_Problem to work on_
The records below must be reproduced in full and without error.

*** Information supplied ***

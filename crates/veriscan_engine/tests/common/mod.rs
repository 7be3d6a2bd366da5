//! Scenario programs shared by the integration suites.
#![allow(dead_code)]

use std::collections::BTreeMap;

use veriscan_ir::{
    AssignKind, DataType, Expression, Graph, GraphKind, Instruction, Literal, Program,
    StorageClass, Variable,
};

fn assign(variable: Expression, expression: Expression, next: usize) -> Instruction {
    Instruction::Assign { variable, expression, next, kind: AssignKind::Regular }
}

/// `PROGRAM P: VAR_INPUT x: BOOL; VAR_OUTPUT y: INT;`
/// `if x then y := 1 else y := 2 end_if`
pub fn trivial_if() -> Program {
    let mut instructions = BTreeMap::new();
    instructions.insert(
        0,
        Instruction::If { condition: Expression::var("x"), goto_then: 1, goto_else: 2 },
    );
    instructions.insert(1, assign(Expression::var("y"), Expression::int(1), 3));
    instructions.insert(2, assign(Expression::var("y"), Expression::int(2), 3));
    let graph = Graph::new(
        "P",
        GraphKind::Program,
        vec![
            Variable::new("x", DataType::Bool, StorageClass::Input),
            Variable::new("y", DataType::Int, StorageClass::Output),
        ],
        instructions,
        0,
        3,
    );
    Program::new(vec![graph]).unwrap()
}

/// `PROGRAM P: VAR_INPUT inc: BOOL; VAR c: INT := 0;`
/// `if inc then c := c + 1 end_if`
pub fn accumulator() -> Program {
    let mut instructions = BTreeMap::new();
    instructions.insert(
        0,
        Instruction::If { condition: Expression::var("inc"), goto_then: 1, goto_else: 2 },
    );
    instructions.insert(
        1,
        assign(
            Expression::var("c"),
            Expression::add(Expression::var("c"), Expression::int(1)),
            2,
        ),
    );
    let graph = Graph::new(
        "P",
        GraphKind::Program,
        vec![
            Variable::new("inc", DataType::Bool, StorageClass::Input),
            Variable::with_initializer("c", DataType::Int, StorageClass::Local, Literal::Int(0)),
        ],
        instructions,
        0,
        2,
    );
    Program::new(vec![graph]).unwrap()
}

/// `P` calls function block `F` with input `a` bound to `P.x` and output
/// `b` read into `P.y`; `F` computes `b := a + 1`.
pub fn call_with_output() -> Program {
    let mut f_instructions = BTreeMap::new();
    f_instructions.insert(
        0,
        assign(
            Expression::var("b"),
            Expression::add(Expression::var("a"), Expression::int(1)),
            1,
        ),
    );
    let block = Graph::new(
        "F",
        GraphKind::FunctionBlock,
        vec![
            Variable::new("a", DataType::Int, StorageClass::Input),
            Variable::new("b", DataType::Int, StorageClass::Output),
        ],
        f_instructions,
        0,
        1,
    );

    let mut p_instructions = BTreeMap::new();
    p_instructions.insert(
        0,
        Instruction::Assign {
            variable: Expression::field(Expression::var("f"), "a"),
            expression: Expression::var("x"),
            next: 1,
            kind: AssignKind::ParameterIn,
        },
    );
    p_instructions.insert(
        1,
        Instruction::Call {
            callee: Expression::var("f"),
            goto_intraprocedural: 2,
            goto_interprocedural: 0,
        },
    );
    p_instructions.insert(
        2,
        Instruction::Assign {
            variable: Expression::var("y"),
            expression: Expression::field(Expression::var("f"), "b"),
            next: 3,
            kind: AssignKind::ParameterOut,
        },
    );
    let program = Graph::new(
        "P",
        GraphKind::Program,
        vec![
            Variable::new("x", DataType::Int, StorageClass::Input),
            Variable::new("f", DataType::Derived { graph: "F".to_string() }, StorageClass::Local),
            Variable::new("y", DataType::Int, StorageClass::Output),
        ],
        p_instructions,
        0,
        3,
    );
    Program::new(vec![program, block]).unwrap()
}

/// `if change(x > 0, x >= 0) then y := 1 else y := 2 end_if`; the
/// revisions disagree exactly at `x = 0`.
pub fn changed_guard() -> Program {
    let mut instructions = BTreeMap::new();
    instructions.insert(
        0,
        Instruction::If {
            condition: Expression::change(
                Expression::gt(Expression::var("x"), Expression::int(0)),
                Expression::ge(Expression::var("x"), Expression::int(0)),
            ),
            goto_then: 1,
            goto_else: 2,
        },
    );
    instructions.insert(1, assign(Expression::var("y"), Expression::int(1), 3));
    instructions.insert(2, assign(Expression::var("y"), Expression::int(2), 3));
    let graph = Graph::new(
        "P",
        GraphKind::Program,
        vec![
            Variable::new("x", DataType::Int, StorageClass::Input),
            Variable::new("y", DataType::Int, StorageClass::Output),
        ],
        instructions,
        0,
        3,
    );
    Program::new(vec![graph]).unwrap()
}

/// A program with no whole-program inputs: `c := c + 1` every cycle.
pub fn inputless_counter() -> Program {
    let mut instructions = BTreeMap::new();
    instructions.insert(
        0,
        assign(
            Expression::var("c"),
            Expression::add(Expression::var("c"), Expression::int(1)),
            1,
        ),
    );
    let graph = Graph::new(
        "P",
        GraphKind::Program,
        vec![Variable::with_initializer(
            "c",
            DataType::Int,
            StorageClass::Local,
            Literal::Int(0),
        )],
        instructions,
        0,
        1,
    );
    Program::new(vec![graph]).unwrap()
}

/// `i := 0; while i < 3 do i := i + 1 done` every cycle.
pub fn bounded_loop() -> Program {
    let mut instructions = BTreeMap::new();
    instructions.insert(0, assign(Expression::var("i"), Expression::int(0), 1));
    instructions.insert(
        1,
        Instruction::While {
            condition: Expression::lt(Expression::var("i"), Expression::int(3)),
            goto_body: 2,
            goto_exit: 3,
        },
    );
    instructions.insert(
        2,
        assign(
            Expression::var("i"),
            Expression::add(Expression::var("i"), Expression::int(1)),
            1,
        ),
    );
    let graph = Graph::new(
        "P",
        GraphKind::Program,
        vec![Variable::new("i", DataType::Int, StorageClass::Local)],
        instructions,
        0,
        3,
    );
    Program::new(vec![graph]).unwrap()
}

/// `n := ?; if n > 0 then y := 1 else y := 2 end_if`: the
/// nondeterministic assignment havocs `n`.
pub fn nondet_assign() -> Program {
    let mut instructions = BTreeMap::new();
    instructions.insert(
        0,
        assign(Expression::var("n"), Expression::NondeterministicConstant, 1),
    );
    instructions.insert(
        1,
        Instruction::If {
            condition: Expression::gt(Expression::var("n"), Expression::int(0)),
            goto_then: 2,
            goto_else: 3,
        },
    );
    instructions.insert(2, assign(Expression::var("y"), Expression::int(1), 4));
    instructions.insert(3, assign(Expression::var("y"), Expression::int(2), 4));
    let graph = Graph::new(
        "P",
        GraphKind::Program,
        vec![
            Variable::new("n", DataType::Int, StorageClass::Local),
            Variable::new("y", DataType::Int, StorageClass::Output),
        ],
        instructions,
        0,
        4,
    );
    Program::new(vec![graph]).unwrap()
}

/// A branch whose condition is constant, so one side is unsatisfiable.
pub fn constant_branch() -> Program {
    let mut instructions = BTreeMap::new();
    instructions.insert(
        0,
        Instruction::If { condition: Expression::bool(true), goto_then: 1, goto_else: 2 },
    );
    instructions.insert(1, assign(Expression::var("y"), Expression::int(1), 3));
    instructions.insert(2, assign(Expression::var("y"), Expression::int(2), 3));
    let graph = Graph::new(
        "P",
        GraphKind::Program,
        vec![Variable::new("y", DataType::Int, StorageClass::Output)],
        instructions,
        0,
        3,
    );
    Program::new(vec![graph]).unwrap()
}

*** End of Information supplied ***

_Output below_
filename crates/veriscan_engine/tests/common/mod.rs
repository 7be3d6a2bd366da5
//! Scenario programs shared by the integration suites.
#![allow(dead_code)]

use std::collections::BTreeMap;

use veriscan_ir::{
    AssignKind, DataType, Expression, Graph, GraphKind, Instruction, Literal, Program,
    StorageClass, Variable,
};

fn assign(variable: Expression, expression: Expression, next: usize) -> Instruction {
    Instruction::Assign { variable, expression, next, kind: AssignKind::Regular }
}

/// `PROGRAM P: VAR_INPUT x: BOOL; VAR_OUTPUT y: INT;`
/// `if x then y := 1 else y := 2 end_if`
pub fn trivial_if() -> Program {
    let mut instructions = BTreeMap::new();
    instructions.insert(
        0,
        Instruction::If { condition: Expression::var("x"), goto_then: 1, goto_else: 2 },
    );
    instructions.insert(1, assign(Expression::var("y"), Expression::int(1), 3));
    instructions.insert(2, assign(Expression::var("y"), Expression::int(2), 3));
    let graph = Graph::new(
        "P",
        GraphKind::Program,
        vec![
            Variable::new("x", DataType::Bool, StorageClass::Input),
            Variable::new("y", DataType::Int, StorageClass::Output),
        ],
        instructions,
        0,
        3,
    );
    Program::new(vec![graph]).unwrap()
}

/// `PROGRAM P: VAR_INPUT inc: BOOL; VAR c: INT := 0;`
/// `if inc then c := c + 1 end_if`
pub fn accumulator() -> Program {
    let mut instructions = BTreeMap::new();
    instructions.insert(
        0,
        Instruction::If { condition: Expression::var("inc"), goto_then: 1, goto_else: 2 },
    );
    instructions.insert(
        1,
        assign(
            Expression::var("c"),
            Expression::add(Expression::var("c"), Expression::int(1)),
            2,
        ),
    );
    let graph = Graph::new(
        "P",
        GraphKind::Program,
        vec![
            Variable::new("inc", DataType::Bool, StorageClass::Input),
            Variable::with_initializer("c", DataType::Int, StorageClass::Local, Literal::Int(0)),
        ],
        instructions,
        0,
        2,
    );
    Program::new(vec![graph]).unwrap()
}

/// `P` calls function block `F` with input `a` bound to `P.x` and output
/// `b` read into `P.y`; `F` computes `b := a + 1`.
pub fn call_with_output() -> Program {
    let mut f_instructions = BTreeMap::new();
    f_instructions.insert(
        0,
        assign(
            Expression::var("b"),
            Expression::add(Expression::var("a"), Expression::int(1)),
            1,
        ),
    );
    let block = Graph::new(
        "F",
        GraphKind::FunctionBlock,
        vec![
            Variable::new("a", DataType::Int, StorageClass::Input),
            Variable::new("b", DataType::Int, StorageClass::Output),
        ],
        f_instructions,
        0,
        1,
    );

    let mut p_instructions = BTreeMap::new();
    p_instructions.insert(
        0,
        Instruction::Assign {
            variable: Expression::field(Expression::var("f"), "a"),
            expression: Expression::var("x"),
            next: 1,
            kind: AssignKind::ParameterIn,
        },
    );
    p_instructions.insert(
        1,
        Instruction::Call {
            callee: Expression::var("f"),
            goto_intraprocedural: 2,
            goto_interprocedural: 0,
        },
    );
    p_instructions.insert(
        2,
        Instruction::Assign {
            variable: Expression::var("y"),
            expression: Expression::field(Expression::var("f"), "b"),
            next: 3,
            kind: AssignKind::ParameterOut,
        },
    );
    let program = Graph::new(
        "P",
        GraphKind::Program,
        vec![
            Variable::new("x", DataType::Int, StorageClass::Input),
            Variable::new("f", DataType::Derived { graph: "F".to_string() }, StorageClass::Local),
            Variable::new("y", DataType::Int, StorageClass::Output),
        ],
        p_instructions,
        0,
        3,
    );
    Program::new(vec![program, block]).unwrap()
}

/// `if change(x > 0, x >= 0) then y := 1 else y := 2 end_if`; the
/// revisions disagree exactly at `x = 0`.
pub fn changed_guard() -> Program {
    let mut instructions = BTreeMap::new();
    instructions.insert(
        0,
        Instruction::If {
            condition: Expression::change(
                Expression::gt(Expression::var("x"), Expression::int(0)),
                Expression::ge(Expression::var("x"), Expression::int(0)),
            ),
            goto_then: 1,
            goto_else: 2,
        },
    );
    instructions.insert(1, assign(Expression::var("y"), Expression::int(1), 3));
    instructions.insert(2, assign(Expression::var("y"), Expression::int(2), 3));
    let graph = Graph::new(
        "P",
        GraphKind::Program,
        vec![
            Variable::new("x", DataType::Int, StorageClass::Input),
            Variable::new("y", DataType::Int, StorageClass::Output),
        ],
        instructions,
        0,
        3,
    );
    Program::new(vec![graph]).unwrap()
}

/// A program with no whole-program inputs: `c := c + 1` every cycle.
pub fn inputless_counter() -> Program {
    let mut instructions = BTreeMap::new();
    instructions.insert(
        0,
        assign(
            Expression::var("c"),
            Expression::add(Expression::var("c"), Expression::int(1)),
            1,
        ),
    );
    let graph = Graph::new(
        "P",
        GraphKind::Program,
        vec![Variable::with_initializer(
            "c",
            DataType::Int,
            StorageClass::Local,
            Literal::Int(0),
        )],
        instructions,
        0,
        1,
    );
    Program::new(vec![graph]).unwrap()
}

/// `i := 0; while i < 3 do i := i + 1 done` every cycle.
pub fn bounded_loop() -> Program {
    let mut instructions = BTreeMap::new();
    instructions.insert(0, assign(Expression::var("i"), Expression::int(0), 1));
    instructions.insert(
        1,
        Instruction::While {
            condition: Expression::lt(Expression::var("i"), Expression::int(3)),
            goto_body: 2,
            goto_exit: 3,
        },
    );
    instructions.insert(
        2,
        assign(
            Expression::var("i"),
            Expression::add(Expression::var("i"), Expression::int(1)),
            1,
        ),
    );
    let graph = Graph::new(
        "P",
        GraphKind::Program,
        vec![Variable::new("i", DataType::Int, StorageClass::Local)],
        instructions,
        0,
        3,
    );
    Program::new(vec![graph]).unwrap()
}

/// `n := ?; if n > 0 then y := 1 else y := 2 end_if`: the
/// nondeterministic assignment havocs `n`.
pub fn nondet_assign() -> Program {
    let mut instructions = BTreeMap::new();
    instructions.insert(
        0,
        assign(Expression::var("n"), Expression::NondeterministicConstant, 1),
    );
    instructions.insert(
        1,
        Instruction::If {
            condition: Expression::gt(Expression::var("n"), Expression::int(0)),
            goto_then: 2,
            goto_else: 3,
        },
    );
    instructions.insert(2, assign(Expression::var("y"), Expression::int(1), 4));
    instructions.insert(3, assign(Expression::var("y"), Expression::int(2), 4));
    let graph = Graph::new(
        "P",
        GraphKind::Program,
        vec![
            Variable::new("n", DataType::Int, StorageClass::Local),
            Variable::new("y", DataType::Int, StorageClass::Output),
        ],
        instructions,
        0,
        4,
    );
    Program::new(vec![graph]).unwrap()
}

/// A branch whose condition is constant, so one side is unsatisfiable.
pub fn constant_branch() -> Program {
    let mut instructions = BTreeMap::new();
    instructions.insert(
        0,
        Instruction::If { condition: Expression::bool(true), goto_then: 1, goto_else: 2 },
    );
    instructions.insert(1, assign(Expression::var("y"), Expression::int(1), 3));
    instructions.insert(2, assign(Expression::var("y"), Expression::int(2), 3));
    let graph = Graph::new(
        "P",
        GraphKind::Program,
        vec![Variable::new("y", DataType::Int, StorageClass::Output)],
        instructions,
        0,
        3,
    );
    Program::new(vec![graph]).unwrap()
}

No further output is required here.